_Supplied entries_
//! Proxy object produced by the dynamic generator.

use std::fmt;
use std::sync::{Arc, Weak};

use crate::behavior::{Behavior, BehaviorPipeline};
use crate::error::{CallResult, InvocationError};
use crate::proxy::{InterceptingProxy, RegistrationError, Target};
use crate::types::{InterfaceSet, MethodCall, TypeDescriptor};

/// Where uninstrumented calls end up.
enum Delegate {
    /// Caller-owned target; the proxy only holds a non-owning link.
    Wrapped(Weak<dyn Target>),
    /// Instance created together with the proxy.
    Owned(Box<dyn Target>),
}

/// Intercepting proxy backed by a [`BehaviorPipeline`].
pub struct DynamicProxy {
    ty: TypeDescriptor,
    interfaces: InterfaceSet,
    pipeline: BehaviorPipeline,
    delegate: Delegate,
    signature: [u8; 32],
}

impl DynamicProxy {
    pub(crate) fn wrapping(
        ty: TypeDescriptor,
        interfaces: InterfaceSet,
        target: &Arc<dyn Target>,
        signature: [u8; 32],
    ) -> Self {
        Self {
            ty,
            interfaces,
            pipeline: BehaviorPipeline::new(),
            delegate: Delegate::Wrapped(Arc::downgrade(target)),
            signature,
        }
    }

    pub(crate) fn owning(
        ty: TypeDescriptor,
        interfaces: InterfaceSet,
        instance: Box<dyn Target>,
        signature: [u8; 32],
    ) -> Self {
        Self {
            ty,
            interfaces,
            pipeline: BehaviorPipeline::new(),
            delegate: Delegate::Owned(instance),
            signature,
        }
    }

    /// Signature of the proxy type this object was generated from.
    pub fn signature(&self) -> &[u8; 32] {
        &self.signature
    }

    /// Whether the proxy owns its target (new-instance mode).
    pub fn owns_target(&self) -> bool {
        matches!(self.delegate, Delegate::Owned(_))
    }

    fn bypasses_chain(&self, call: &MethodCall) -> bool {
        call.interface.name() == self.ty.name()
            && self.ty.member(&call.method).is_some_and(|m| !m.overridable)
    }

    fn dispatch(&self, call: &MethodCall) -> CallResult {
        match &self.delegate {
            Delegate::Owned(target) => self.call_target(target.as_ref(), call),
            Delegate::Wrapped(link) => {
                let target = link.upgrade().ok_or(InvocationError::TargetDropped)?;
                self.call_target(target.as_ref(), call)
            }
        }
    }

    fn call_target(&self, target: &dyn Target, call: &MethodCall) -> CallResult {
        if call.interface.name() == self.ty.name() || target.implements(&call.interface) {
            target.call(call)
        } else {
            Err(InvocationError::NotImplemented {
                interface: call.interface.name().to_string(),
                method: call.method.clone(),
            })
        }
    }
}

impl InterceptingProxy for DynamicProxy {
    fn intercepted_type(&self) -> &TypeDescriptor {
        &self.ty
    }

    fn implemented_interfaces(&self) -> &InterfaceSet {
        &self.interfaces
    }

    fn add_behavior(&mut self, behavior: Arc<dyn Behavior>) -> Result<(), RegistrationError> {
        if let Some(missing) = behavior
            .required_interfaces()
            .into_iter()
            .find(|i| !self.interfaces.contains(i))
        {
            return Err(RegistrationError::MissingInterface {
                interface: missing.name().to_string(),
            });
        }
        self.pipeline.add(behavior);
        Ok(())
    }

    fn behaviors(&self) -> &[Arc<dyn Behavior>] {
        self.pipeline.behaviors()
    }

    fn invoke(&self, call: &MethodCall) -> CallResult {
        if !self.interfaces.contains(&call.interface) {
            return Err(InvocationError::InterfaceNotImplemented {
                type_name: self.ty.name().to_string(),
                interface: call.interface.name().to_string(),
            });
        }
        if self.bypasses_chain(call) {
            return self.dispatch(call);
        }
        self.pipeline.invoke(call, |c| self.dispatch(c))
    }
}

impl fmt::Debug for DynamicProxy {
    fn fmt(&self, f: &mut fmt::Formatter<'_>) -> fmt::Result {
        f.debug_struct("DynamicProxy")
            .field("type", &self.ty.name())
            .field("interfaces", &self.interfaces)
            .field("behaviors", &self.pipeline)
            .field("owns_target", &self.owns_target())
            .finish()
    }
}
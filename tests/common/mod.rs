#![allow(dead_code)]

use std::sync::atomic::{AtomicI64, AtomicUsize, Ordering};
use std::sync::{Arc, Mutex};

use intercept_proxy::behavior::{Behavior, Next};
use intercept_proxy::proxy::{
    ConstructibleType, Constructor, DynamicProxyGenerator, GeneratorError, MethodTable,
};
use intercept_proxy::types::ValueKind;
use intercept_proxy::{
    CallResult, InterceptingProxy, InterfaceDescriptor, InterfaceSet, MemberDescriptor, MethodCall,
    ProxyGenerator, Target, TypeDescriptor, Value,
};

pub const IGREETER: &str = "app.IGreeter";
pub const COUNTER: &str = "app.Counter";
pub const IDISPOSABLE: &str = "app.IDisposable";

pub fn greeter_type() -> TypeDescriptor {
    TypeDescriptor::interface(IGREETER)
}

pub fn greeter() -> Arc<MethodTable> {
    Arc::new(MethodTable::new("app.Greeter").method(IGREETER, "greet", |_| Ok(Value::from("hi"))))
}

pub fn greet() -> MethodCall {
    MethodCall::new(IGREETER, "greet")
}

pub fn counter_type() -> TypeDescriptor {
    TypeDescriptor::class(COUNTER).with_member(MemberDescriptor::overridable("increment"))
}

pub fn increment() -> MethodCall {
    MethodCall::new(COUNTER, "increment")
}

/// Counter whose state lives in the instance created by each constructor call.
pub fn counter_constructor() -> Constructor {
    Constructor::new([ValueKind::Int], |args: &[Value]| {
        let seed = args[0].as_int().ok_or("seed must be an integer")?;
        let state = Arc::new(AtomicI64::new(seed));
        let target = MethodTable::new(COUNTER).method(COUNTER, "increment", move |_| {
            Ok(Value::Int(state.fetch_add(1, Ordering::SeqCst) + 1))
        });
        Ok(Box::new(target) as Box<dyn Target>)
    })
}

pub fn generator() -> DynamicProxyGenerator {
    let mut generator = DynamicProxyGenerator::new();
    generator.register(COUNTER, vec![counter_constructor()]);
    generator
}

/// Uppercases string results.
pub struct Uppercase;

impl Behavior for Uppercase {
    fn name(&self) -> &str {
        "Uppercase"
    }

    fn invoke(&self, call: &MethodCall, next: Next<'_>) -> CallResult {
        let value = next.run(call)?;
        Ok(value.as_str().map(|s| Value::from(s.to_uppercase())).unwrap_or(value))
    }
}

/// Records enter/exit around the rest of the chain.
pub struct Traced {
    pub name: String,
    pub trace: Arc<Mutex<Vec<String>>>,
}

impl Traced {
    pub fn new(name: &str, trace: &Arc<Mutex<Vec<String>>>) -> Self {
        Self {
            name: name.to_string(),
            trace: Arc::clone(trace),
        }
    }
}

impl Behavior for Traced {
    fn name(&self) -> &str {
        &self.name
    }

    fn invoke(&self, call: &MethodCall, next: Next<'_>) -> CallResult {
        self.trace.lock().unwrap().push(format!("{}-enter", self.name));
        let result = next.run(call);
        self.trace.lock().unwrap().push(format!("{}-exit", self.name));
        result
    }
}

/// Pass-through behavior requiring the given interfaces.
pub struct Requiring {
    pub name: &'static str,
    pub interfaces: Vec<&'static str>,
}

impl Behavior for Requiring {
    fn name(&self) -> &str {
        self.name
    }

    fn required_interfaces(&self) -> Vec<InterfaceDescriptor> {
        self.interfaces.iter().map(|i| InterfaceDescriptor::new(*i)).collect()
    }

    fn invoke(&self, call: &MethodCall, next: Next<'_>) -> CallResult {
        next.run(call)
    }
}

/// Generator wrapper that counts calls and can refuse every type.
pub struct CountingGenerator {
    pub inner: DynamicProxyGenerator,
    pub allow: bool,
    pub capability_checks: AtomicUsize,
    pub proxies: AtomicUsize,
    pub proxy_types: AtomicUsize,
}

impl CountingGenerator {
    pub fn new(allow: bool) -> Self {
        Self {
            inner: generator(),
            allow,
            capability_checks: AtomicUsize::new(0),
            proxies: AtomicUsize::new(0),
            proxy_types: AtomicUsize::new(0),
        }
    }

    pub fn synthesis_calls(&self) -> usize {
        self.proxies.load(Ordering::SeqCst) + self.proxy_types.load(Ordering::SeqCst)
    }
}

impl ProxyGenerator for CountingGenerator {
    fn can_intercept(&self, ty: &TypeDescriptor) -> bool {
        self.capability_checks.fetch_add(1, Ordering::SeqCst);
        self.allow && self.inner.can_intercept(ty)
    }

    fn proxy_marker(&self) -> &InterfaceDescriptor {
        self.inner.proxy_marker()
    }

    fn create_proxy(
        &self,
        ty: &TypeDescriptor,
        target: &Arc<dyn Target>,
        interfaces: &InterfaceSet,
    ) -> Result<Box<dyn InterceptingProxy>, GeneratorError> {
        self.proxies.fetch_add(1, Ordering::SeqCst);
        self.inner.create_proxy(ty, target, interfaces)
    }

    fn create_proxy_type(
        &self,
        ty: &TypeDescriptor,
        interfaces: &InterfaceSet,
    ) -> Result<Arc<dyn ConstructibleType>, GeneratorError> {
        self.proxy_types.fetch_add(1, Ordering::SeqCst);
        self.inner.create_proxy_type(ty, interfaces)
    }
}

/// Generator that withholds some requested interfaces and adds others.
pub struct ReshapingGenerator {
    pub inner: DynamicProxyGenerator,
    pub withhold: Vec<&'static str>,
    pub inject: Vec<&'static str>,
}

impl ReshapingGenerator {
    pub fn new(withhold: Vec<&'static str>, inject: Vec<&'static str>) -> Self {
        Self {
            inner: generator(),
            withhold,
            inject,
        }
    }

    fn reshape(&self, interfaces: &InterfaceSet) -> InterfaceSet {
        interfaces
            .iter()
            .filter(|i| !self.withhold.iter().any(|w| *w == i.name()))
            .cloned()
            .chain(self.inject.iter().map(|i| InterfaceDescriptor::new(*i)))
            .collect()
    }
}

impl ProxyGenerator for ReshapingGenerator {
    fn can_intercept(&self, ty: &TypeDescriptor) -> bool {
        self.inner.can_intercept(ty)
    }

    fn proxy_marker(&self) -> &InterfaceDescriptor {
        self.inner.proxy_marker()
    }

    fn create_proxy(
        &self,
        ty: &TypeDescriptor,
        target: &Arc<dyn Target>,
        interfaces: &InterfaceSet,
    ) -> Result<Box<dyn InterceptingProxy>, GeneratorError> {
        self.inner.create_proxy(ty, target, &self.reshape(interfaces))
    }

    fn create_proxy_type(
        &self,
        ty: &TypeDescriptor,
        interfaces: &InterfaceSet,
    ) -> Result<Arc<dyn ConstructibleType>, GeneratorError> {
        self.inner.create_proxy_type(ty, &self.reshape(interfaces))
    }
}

_The task_
Provide every line from the material that contains the word "InvocationError".

_Answer box_
use crate::error::{CallResult, InvocationError};
                let target = link.upgrade().ok_or(InvocationError::TargetDropped)?;
            Err(InvocationError::NotImplemented {
            return Err(InvocationError::InterfaceNotImplemented {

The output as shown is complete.